A veces no hay más remedio que reiterar
algunos temas debido a la aceptación de algunos conceptos sin analizar
debidamente, como algunas de las terminologías y los neologismos más
atrabiliarios que son de factura del autor de marras. No quiero cansar
al lector con las incoherencias y los galimatías de Keynes, pero veamos
solo un caso que hemos apuntado en otra oportunidad y es el que bautizó
como “el multiplicador”. Sostiene que si el ingreso fuera de 100, el
consumo de 80 y el ahorro 20, habrá un efecto multiplicador que aparece
como resultado de dividir 100 por 20, lo cual da 5. Y préstese atención
porque aquí viene la magia de la acción estatal: afirma que si el Estado
gasta 4 eso se convertirá en 20, puesto que 5 por 4 es 20 (sic). Ni el keynesiano más entusiasta ha explicado jamás como multiplica ese “multiplicador”.
En definitiva, Keynes apunta a “la
eutanasia del rentista y, por consiguiente, la eutanasia del poder de
opresión acumulativo de los capitalistas para explotar el valor de
escasez del capital”. Resulta sumamente claro y específico lo que
escribió como prólogo a la edición alemana de la obra mencionada, en
1936, en plena época nazi: “La teoría de la producción global, que es la
meta del presente libro, puede aplicarse mucho mas fácilmente a las
condiciones de un Estado totalitario que la producción y distribución de
un determinado volumen de bienes obtenido en condiciones de libre
concurrencia y un grado considerable de laissez-faire”.
Resulta esencial percatarse de lo
inexorablemente malsano de cualquier política monetaria del mismo modo
que es altamente inconveniente la politización de la lechuga o de los
libros.
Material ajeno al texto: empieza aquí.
use std::sync::Arc;

use chrono::Datelike;
use tracing::debug;

use super::clock::{Clock, SystemClock};
use super::cost::{compute_cost, CostInputs};
use super::depreciation::{self, MAX_DEPRECIATION_RATE};
use super::domain::{MarketData, PropertySnapshot, RateTableEntry, ValuationFactors};
use super::error::ValuationError;
use super::factors::{FactorResolver, FactorTables};
use super::market::{self, ConfidenceInputs};
use super::result::{AppliedFactors, ValuationResult};
use super::scenario::{run_scenario_matrix, ScenarioMatrix, ScenarioRequest};

/// Pure valuation pipeline over a rate entry the caller has already resolved.
#[derive(Clone)]
pub struct ValuationEngine {
    resolver: FactorResolver,
    clock: Arc<dyn Clock>,
}

impl ValuationEngine {
    pub fn new(tables: FactorTables) -> Self {
        Self::with_clock(tables, Arc::new(SystemClock))
    }

    pub fn with_clock(tables: FactorTables, clock: Arc<dyn Clock>) -> Self {
        Self {
            resolver: FactorResolver::new(tables),
            clock,
        }
    }

    pub fn resolver(&self) -> &FactorResolver {
        &self.resolver
    }

    /// Calendar year of the valuation clock; drives effective age and rate resolution.
    pub fn current_year(&self) -> i32 {
        self.clock.now().year()
    }

    /// Boundary checks shared by the single and batch paths.
    pub fn validate(
        &self,
        snapshot: &PropertySnapshot,
        factors: &ValuationFactors,
    ) -> Result<(), ValuationError> {
        snapshot.validate(self.current_year())?;
        factors.validate()
    }

    pub fn valuate(
        &self,
        snapshot: &PropertySnapshot,
        factors: &ValuationFactors,
        entry: &RateTableEntry,
        market_data: Option<&MarketData>,
    ) -> Result<ValuationResult, ValuationError> {
        let now = self.clock.now();
        let current_year = now.year();

        snapshot.validate(current_year)?;
        factors.validate()?;
        if let Some(market_data) = market_data {
            market_data.validate()?;
        }
        check_entry(snapshot, entry)?;

        let quality_multiplier = factors
            .quality_grade
            .map(|grade| self.resolver.quality_multiplier(grade))
            .transpose()?
            .unwrap_or(1.0);
        let construction_multiplier = factors
            .construction_type
            .map(|construction| self.resolver.construction_multiplier(construction))
            .transpose()?;
        let regional = self.resolver.regional_multiplier(&snapshot.region)?;

        debug!(
            building_type = %snapshot.building_type,
            region = %snapshot.region,
            quality_multiplier,
            regional_multiplier = regional.multiplier,
            regional_fallback = regional.fallback,
            construction_multiplier = ?construction_multiplier,
            "resolved valuation factors"
        );

        let category = snapshot.building_type.category();
        let assessment = depreciation::assess(
            snapshot.year_built,
            current_year,
            category,
            factors.condition_grade,
        );
        if !(0.0..=MAX_DEPRECIATION_RATE).contains(&assessment.rate) {
            return Err(ValuationError::Computation(format!(
                "depreciation rate {} outside 0..={}",
                assessment.rate, MAX_DEPRECIATION_RATE
            )));
        }

        let outcome = compute_cost(&CostInputs {
            area_units: snapshot.area_units,
            base_rate: entry.base_cost_per_unit_area,
            quality_multiplier,
            condition_factor: factors.condition_factor,
            complexity_factor: factors.complexity_factor,
            regional_multiplier: regional.multiplier,
            construction_multiplier,
            depreciation_rate: assessment.rate,
        })?;

        let applicable = market_data.filter(|data| data.region.matches(&snapshot.region));
        if market_data.is_some() && applicable.is_none() {
            debug!(
                region = %snapshot.region,
                "market data region does not match parcel, ignoring"
            );
        }

        let market_adjustment = applicable
            .map(|data| market::market_adjustment(data.trend_percent, data.months_of_inventory))
            .unwrap_or(1.0);
        let as_of = now.date_naive();
        let confidence_score = market::confidence_score(&ConfidenceInputs {
            completeness: market::data_completeness(snapshot, factors),
            comparable_count: applicable.map_or(0, |data| data.comparable_sales.len()),
            recent_sales_count: applicable.map_or(0, |data| market::recent_sales_count(data, as_of)),
            effective_age: assessment.effective_age,
        });
        if !(0.0..=1.0).contains(&confidence_score) {
            return Err(ValuationError::Computation(format!(
                "confidence score {confidence_score} outside 0..=1"
            )));
        }

        let market_value = outcome.total_cost * market_adjustment;
        if !market_value.is_finite() {
            return Err(ValuationError::Computation(format!(
                "market value {market_value} is not finite"
            )));
        }

        Ok(ValuationResult {
            base_rate: entry.base_cost_per_unit_area,
            applied_factors: AppliedFactors {
                quality_grade: factors.quality_grade,
                quality_multiplier,
                condition_grade: factors.condition_grade,
                condition_adjustment: assessment.condition_adjustment,
                complexity_factor: factors.complexity_factor,
                condition_factor: factors.condition_factor,
                construction_type: factors.construction_type,
                construction_multiplier,
                regional_multiplier: regional.multiplier,
                regional_fallback: regional.fallback,
                economic_life_years: assessment.economic_life_years,
            },
            effective_age: assessment.effective_age,
            age_factor: assessment.age_factor(),
            depreciation_rate: assessment.rate,
            market_adjustment,
            market_data_applied: applicable.is_some(),
            total_cost: outcome.total_cost,
            cost_per_unit_area: outcome.cost_per_unit_area,
            market_value,
            confidence_score,
            matrix_year_used: entry.year,
            comparable_price_per_unit: applicable.and_then(market::median_price_per_unit_area),
            breakdown: outcome.breakdown,
            timestamp: now,
        })
    }

    /// Evaluate the cost formula over a grid of what-if parameters.
    pub fn scenarios(&self, request: &ScenarioRequest) -> Result<ScenarioMatrix, ValuationError> {
        run_scenario_matrix(request, &self.resolver)
    }
}

impl Default for ValuationEngine {
    fn default() -> Self {
        Self::new(FactorTables::standard())
    }
}

fn check_entry(snapshot: &PropertySnapshot, entry: &RateTableEntry) -> Result<(), ValuationError> {
    if !entry.building_type.matches(&snapshot.building_type) || !entry.region.matches(&snapshot.region)
    {
        return Err(ValuationError::validation(
            "rate_table_entry",
            format!(
                "entry {}/{} does not apply to a {} parcel in {}",
                entry.building_type, entry.region, snapshot.building_type, snapshot.region
            ),
        ));
    }
    if !entry.base_cost_per_unit_area.is_finite() || entry.base_cost_per_unit_area <= 0.0 {
        return Err(ValuationError::Computation(format!(
            "rate table entry {}/{}/{} has non-positive base rate {}",
            entry.building_type, entry.region, entry.year, entry.base_cost_per_unit_area
        )));
    }
    Ok(())
}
Este es el consejo, entre otros, de los premios Nobel en
economía Hayek y Friedman en su última versión. Cualquier dirección que
adopte la banca central ya sea para expandir, contraer o dejar la base
monetaria inalterada, alterará los precios relativos con lo que las
señales en el mercado quedan necesariamente distorsionadas y el
consiguiente consumo de capital se torna inevitable que, a su turno,
empobrece a todos.
Por último, para no recargar una nota
periodística, es del caso destacar la voltereta de Keynes para apoyar al
proteccionismo aduanero que, a diferencia de lo que sostenía con
anterioridad, según su último criterio favorece el empleo y la actividad
económica tal como, entre otros, subraya R. F. Harrod basado en
extensas citas consignadas en La vida de John Maynard Keynes,
cuando justamente esa política obliga a una mayor inversión por unidad
de producto lo cual naturalmente se traduce en una menor cantidad de
productos adquiridos a mayor precio y con una menor calidad, lo cual
significa que se reduce la productividad y, por ende, se contraen
salarios e ingresos en términos reales.